Nel mezzo un grosso cumulo di neve tardava a sciogliersi, aveva ormai perso tutto il delicato candore. Al calar del giorno, con il raffreddarsi della notte, la superficie era divenuta dura, si era modellata scarnificandosi: il bianco si era tramutato in grigio. Solo sul bordo, una trasparente bava di ghiaccio ricordava l’originale purezza.

Per gioco mi sono messo a tirare calci alla neve, in un vano tentativo di rompere il monte, che duro come pietra appena si scalfiva. L’unico risultato delle mie fatiche è che ora avevo i piedi gelidi e bagnati. Quel gioco non mi appariva più divertente: dovevo trovare altro.

Intirizzito dal freddo, mi giro e cerco riparo sul cantone della casa. All’interno dello spesso muro incavato della porta, dalla toppa dorata scende un filo, un semplice spago con un grossolano nodo: la chiave, come si usava allora, era nell’uscio. Con le mani intorpidite, cerco di girarla. Lo schiocco secco della serratura dischiude l’uscio dallo stipite e subito una vampa di calore esce piacevole, accarezzandomi il volto.

Entro, me la chiudo alle spalle e rimango lì, nella penombra del corridoio che conduce alla cucina. Conosco bene quella casa. Tirando su con il naso che cola, cerco di riprendermi. Dall’uscio sbircio la cucina: una piccia di pomodori rossi un po’ avvizziti, di una dimenticata estate, ancora pende da un arrugginito chiodo. Nonna Nilde sferruzza, Susy fa i compiti. La grossa stufa fa in pieno il suo dovere: il bruno piano di ghisa sembra evaporare tanto è rovente. Dal lucido mancorrente che la circonda pendono ordinati un ramaiolo squadrato, una schiumarola e un forchettone.

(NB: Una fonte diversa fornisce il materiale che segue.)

//! Core data types for the storage layer.
//!
//! - [`MetricSample`]: one `(timestamp, value, source)` observation in the `metrics` table

use chrono::{DateTime, Utc};
use serde::{Deserialize, Serialize};

/// Source label for the mirror transaction count.
pub const SOURCE_HEDERA_TX_COUNT: &str = "hedera_tx_count";
/// Source label for the USDC total supply.
pub const SOURCE_HEDERA_USDC: &str = "hedera_usdc";
/// Source label for the fear & greed index.
pub const SOURCE_CRYPTO_GREED_FEAR: &str = "crypto_greed_fear";

/// A metric sample stored in the `metrics` table.
///
/// Samples are immutable and append-only. `id` is assigned by the store.
///
/// # Example
///
/// ```
/// use chainwatch::storage::MetricSample;
///
/// let sample = MetricSample::new("hedera_tx_count", 25.0);
/// assert!(sample.id.is_none());
/// assert_eq!(sample.source, "hedera_tx_count");
/// ```
#[derive(Debug, Clone, PartialEq, Serialize, Deserialize)]
pub struct MetricSample {
    /// Store-assigned identifier (None before insert).
    #[serde(default, skip_serializing_if = "Option::is_none")]
    pub id: Option<i64>,
    /// Observation time (UTC).
    pub timestamp: DateTime<Utc>,
    /// Observed value.
    pub value: f64,
    /// Producer label.
    pub source: String,
}

impl MetricSample {
    /// Create a sample timestamped now.
    pub fn new(source: impl Into<String>, value: f64) -> Self {
        Self::at(source, value, Utc::now())
    }

    /// Create a sample with an explicit timestamp.
    pub fn at(source: impl Into<String>, value: f64, timestamp: DateTime<Utc>) -> Self {
        Self {
            id: None,
            timestamp,
            value,
            source: source.into(),
        }
    }
}
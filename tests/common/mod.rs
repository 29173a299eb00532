//! In-process stand-ins for the upstream APIs.

#![allow(dead_code)]

use std::collections::HashMap;
use std::sync::{Arc, Mutex};

use axum::extract::{Query, State};
use axum::http::{StatusCode, Uri};
use axum::routing::get;
use axum::{Json, Router};
use serde_json::{Value, json};
use tokio::net::TcpListener;

/// Running mock upstream.
pub struct MockUpstream {
    /// `http://127.0.0.1:<port>`
    pub origin: String,
    /// Request URIs (path + query) in arrival order.
    pub requests: Arc<Mutex<Vec<String>>>,
}

impl MockUpstream {
    /// Mirror base URL, including the API prefix.
    pub fn mirror_base_url(&self) -> String {
        format!("{}/api/v1", self.origin)
    }

    pub fn sentiment_url(&self) -> String {
        format!("{}/fng/", self.origin)
    }

    pub fn requests(&self) -> Vec<String> {
        self.requests.lock().unwrap().clone()
    }

    /// Requests whose path starts with `prefix`.
    pub fn requests_to(&self, prefix: &str) -> Vec<String> {
        self.requests()
            .into_iter()
            .filter(|r| r.starts_with(prefix))
            .collect()
    }
}

#[derive(Clone)]
struct MockState {
    origin: String,
    requests: Arc<Mutex<Vec<String>>>,
}

impl MockState {
    fn record(&self, uri: &Uri) {
        let entry = uri
            .path_and_query()
            .map(|pq| pq.as_str().to_string())
            .unwrap_or_else(|| uri.path().to_string());
        self.requests.lock().unwrap().push(entry);
    }
}

fn txn(ts: &str, extra: Value) -> Value {
    let mut record = json!({
        "consensus_timestamp": ts,
        "name": "CRYPTOTRANSFER",
        "result": "SUCCESS",
        "charged_tx_fee": 84_112,
    });
    if let (Value::Object(record), Value::Object(extra)) = (&mut record, extra) {
        record.extend(extra);
    }
    record
}

/// Four pages of two records; each `links.next` uses a different form:
/// absolute URL, host-relative path with the API prefix, path relative to
/// the base URL, then `null`.
async fn transactions(
    State(state): State<MockState>,
    uri: Uri,
    Query(params): Query<HashMap<String, String>>,
) -> Json<Value> {
    state.record(&uri);
    let page: u32 = params.get("page").and_then(|p| p.parse().ok()).unwrap_or(1);

    let (records, next) = match page {
        1 => (
            vec![
                txn("1745634000.000000001", json!({})),
                txn("1745634000.000000002", json!({})),
            ],
            json!(format!("{}/api/v1/transactions?page=2", state.origin)),
        ),
        2 => (
            vec![
                txn("1745634001.000000000", json!({"memo_base64": "aGk="})),
                txn(
                    "1745634001.500000000",
                    json!({"transfers": [{"account": "0.0.98", "amount": 1_000}]}),
                ),
            ],
            json!("/api/v1/transactions?page=3"),
        ),
        3 => (
            vec![
                txn("1745634002.000000000", json!({})),
                txn("1745634003.000000000", json!({})),
            ],
            json!("/transactions?page=4"),
        ),
        _ => (
            vec![
                txn("1745634004.000000000", json!({})),
                txn("1745634005.123456789", json!({})),
            ],
            Value::Null,
        ),
    };

    Json(json!({ "transactions": records, "links": { "next": next } }))
}

async fn token(State(state): State<MockState>, uri: Uri) -> Json<Value> {
    state.record(&uri);
    Json(json!({ "token_id": "0.0.456858", "total_supply": "5000000000" }))
}

async fn fear_greed(State(state): State<MockState>, uri: Uri) -> Json<Value> {
    state.record(&uri);
    Json(json!({ "name": "Fear and Greed Index", "data": [{ "value": "42", "value_classification": "Fear" }] }))
}

async fn broken(State(state): State<MockState>, uri: Uri) -> (StatusCode, &'static str) {
    state.record(&uri);
    (StatusCode::SERVICE_UNAVAILABLE, "maintenance")
}

/// Start the mock on a random local port.
pub async fn start_mock_upstream() -> MockUpstream {
    let listener = TcpListener::bind("127.0.0.1:0")
        .await
        .expect("Failed to bind random port");
    let addr = listener.local_addr().expect("Failed to get local addr");
    let origin = format!("http://{addr}");
    let requests = Arc::new(Mutex::new(Vec::new()));

    let state = MockState {
        origin: origin.clone(),
        requests: Arc::clone(&requests),
    };
    let router = Router::new()
        .route("/api/v1/transactions", get(transactions))
        .route("/api/v1/tokens/{id}", get(token))
        .route("/api/v1/broken", get(broken))
        .route("/fng/", get(fear_greed))
        .with_state(state);

    tokio::spawn(async move {
        axum::serve(listener, router).await.unwrap();
    });

    MockUpstream { origin, requests }
}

Nessuna voce esce dalla stanza. In silenzio, attendo un istante che mi sembra lunghissimo, quasi si sentisse lo scorrere del tempo. Scalpiccio un po’. Nilde con la testa alta, lo sguardo fisso sull’ingresso, continua imperterrita il lavoro, mi ha sempre affascinato l’abilità del lavoro a maglia, un po’ come le dattilografe che scrivono guardandoti in faccia con le mani indipendenti da quello che fa la testa, “ah… Mi era sembrato che fosse entrato qualcuno. Vieni qui a scaldarti”, Susy nel frattempo ha chiuso il quaderno, mi guarda e aggiunge, vieni… si gioca.

Non ricordo il gioco, non c’era molto, chissà con quale semplice oggetto ci siamo inventati una storia. Nella bella stagione bastava un filo d’erba, un lombrico sul rovescio di una zolla, o il semplice vagare nel campo per riempire le ore di un giorno.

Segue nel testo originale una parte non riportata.